Mammalian eggs are ovulated in metaphase II of meiosis, in a state characterized by high levels of cyclin B and of active maturation promoting factor (MPF). This arrest is mediated by an activity referred to as cytostatic factor (CSF) which prevents the degradation of cyclin. Fertilization triggers a train of Ca 2+ spikes which is responsible for the decrease in activity of both MPF and CSF. The decline in MPF however much precedes that in CSF. Experimental observations on mammalian eggs indicate that the kinetics of cell cycle resumption much depends on the temporal pattern of the repetitive Ca 2+ spikes. Here, we propose a theoretical model which accounts for Ca 2+-induced relief from metaphase II arrest in mammalian eggs.
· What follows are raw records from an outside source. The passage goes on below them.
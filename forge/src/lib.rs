//! Pipeline state and live steering for agent-team code generation runs.
//!
//! A project moves through five stages (inspect, design, plan, split,
//! execute); each stage is complete when its artifact exists. The execute
//! stage runs one long streaming session that can be steered from outside
//! through a file-backed mailbox and resumed from git wave checkpoints.
//!
//! - **[`core`]**: Pure, deterministic logic (stage order, staleness, checkpoint
//!   parsing, event classification, participant tracking). No I/O.
//! - **[`io`]**: Side-effecting operations (filesystem layout, git, mailbox,
//!   provider process, run log, config).
//!
//! Orchestration modules ([`session`], [`resume`], [`steer`], [`status`],
//! [`watch`]) coordinate core logic with I/O to implement CLI commands.

pub mod core;
pub mod dashboard;
pub mod exit_codes;
pub mod io;
pub mod logging;
pub mod resume;
pub mod session;
pub mod status;
pub mod steer;
#[cfg(any(test, feature = "test-support"))]
pub mod test_support;
pub mod watch;
//! Forge configuration stored under `<state>/config.toml`.

use std::fs;
use std::path::Path;
use std::time::Duration;

use anyhow::{Context, Result, anyhow};
use serde::{Deserialize, Serialize};

/// Forge configuration (TOML).
///
/// Missing fields fall back to defaults, so an absent or partial file is fine.
#[derive(Debug, Clone, Serialize, Deserialize, PartialEq)]
#[serde(default)]
pub struct ForgeConfig {
    /// How often the steering channel drains the mailbox, in milliseconds.
    pub poll_interval_ms: u64,

    pub provider: ProviderConfig,
}

#[derive(Debug, Clone, Serialize, Deserialize, PartialEq)]
#[serde(default)]
pub struct ProviderConfig {
    /// Executable plus leading arguments for the execution provider.
    pub command: Vec<String>,
    pub model: Option<String>,
    pub permission_mode: String,
    /// Spend ceiling forwarded to the provider; enforced there, not here.
    pub max_budget_usd: Option<f64>,
}

impl Default for ProviderConfig {
    fn default() -> Self {
        Self {
            command: vec!["claude".to_string()],
            model: None,
            permission_mode: "acceptEdits".to_string(),
            max_budget_usd: None,
        }
    }
}

impl Default for ForgeConfig {
    fn default() -> Self {
        Self {
            poll_interval_ms: 3_000,
            provider: ProviderConfig::default(),
        }
    }
}

impl ForgeConfig {
    pub fn poll_interval(&self) -> Duration {
        Duration::from_millis(self.poll_interval_ms)
    }

    pub fn validate(&self) -> Result<()> {
        if self.poll_interval_ms == 0 {
            return Err(anyhow!("poll_interval_ms must be > 0"));
        }
        if self.provider.command.is_empty() || self.provider.command[0].trim().is_empty() {
            return Err(anyhow!("provider.command must be a non-empty array"));
        }
        if self.provider.max_budget_usd.is_some_and(|b| b <= 0.0) {
            return Err(anyhow!("provider.max_budget_usd must be > 0"));
        }
        Ok(())
    }
}

/// Load config from a TOML file.
///
/// If the file is missing, returns `ForgeConfig::default()`.
pub fn load_config(path: &Path) -> Result<ForgeConfig> {
    if !path.exists() {
        let cfg = ForgeConfig::default();
        cfg.validate()?;
        return Ok(cfg);
    }
    let contents = fs::read_to_string(path).with_context(|| format!("read {}", path.display()))?;
    let cfg: ForgeConfig =
        toml::from_str(&contents).with_context(|| format!("parse {}", path.display()))?;
    cfg.validate()?;
    Ok(cfg)
}

/// Atomically write config to disk (temp file + rename).
pub fn write_config(path: &Path, cfg: &ForgeConfig) -> Result<()> {
    cfg.validate()?;
    let mut buf = toml::to_string_pretty(cfg).context("serialize config toml")?;
    buf.push('\n');
    write_atomic(path, &buf)
}

fn write_atomic(path: &Path, contents: &str) -> Result<()> {
    let parent = path
        .parent()
        .with_context(|| format!("config path missing parent {}", path.display()))?;
    fs::create_dir_all(parent).with_context(|| format!("create directory {}", parent.display()))?;
    let tmp_path = path.with_extension("toml.tmp");
    fs::write(&tmp_path, contents)
        .with_context(|| format!("write temp config {}", tmp_path.display()))?;
    fs::rename(&tmp_path, path).with_context(|| format!("replace config {}", path.display()))?;
    Ok(())
}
The model is based on the fact that Ca 2+/calmodulin kinase II (CaMKII) activation is the primary event leading to inactivation of both CSF and MPF. To account for experimental observations, it has to be assumed that CaMKII activation affects the level of the active form of the anaphase promoting complex (APC), which initiates the degradation of cyclin, through two pathways characterized by different time scales. Thus, we hypothesize that CaMKII activation by Ca 2+ leads to the transformation of a mediator protein from a form which stimulates the inactivation of the APC into a form which gradually and indirectly induces the deactivation of CSF. In consequence, a sufficient number of Ca 2+ spikes first triggers the decrease of MPF, thus allowing the egg to enter in interphase, and later that of CSF. Finally, when CSF is low and when Ca 2+ oscillations have stopped, the level of MPF can increase again, a phenomenon that would correspond to the first mitosis. This model also accounts for the observed dependence of the time of entry in interphase (marked by the appearance of the pronuclei) on the frequency of Ca 2+ spikes, as well as for the possible entry in metaphase III arrest, a pathological state of the egg which results from an insufficient activation by Ca 2+. This study provides some theoretical prediction as to the time of the first mitosis as a function of the temporal pattern of Ca 2+ oscillations.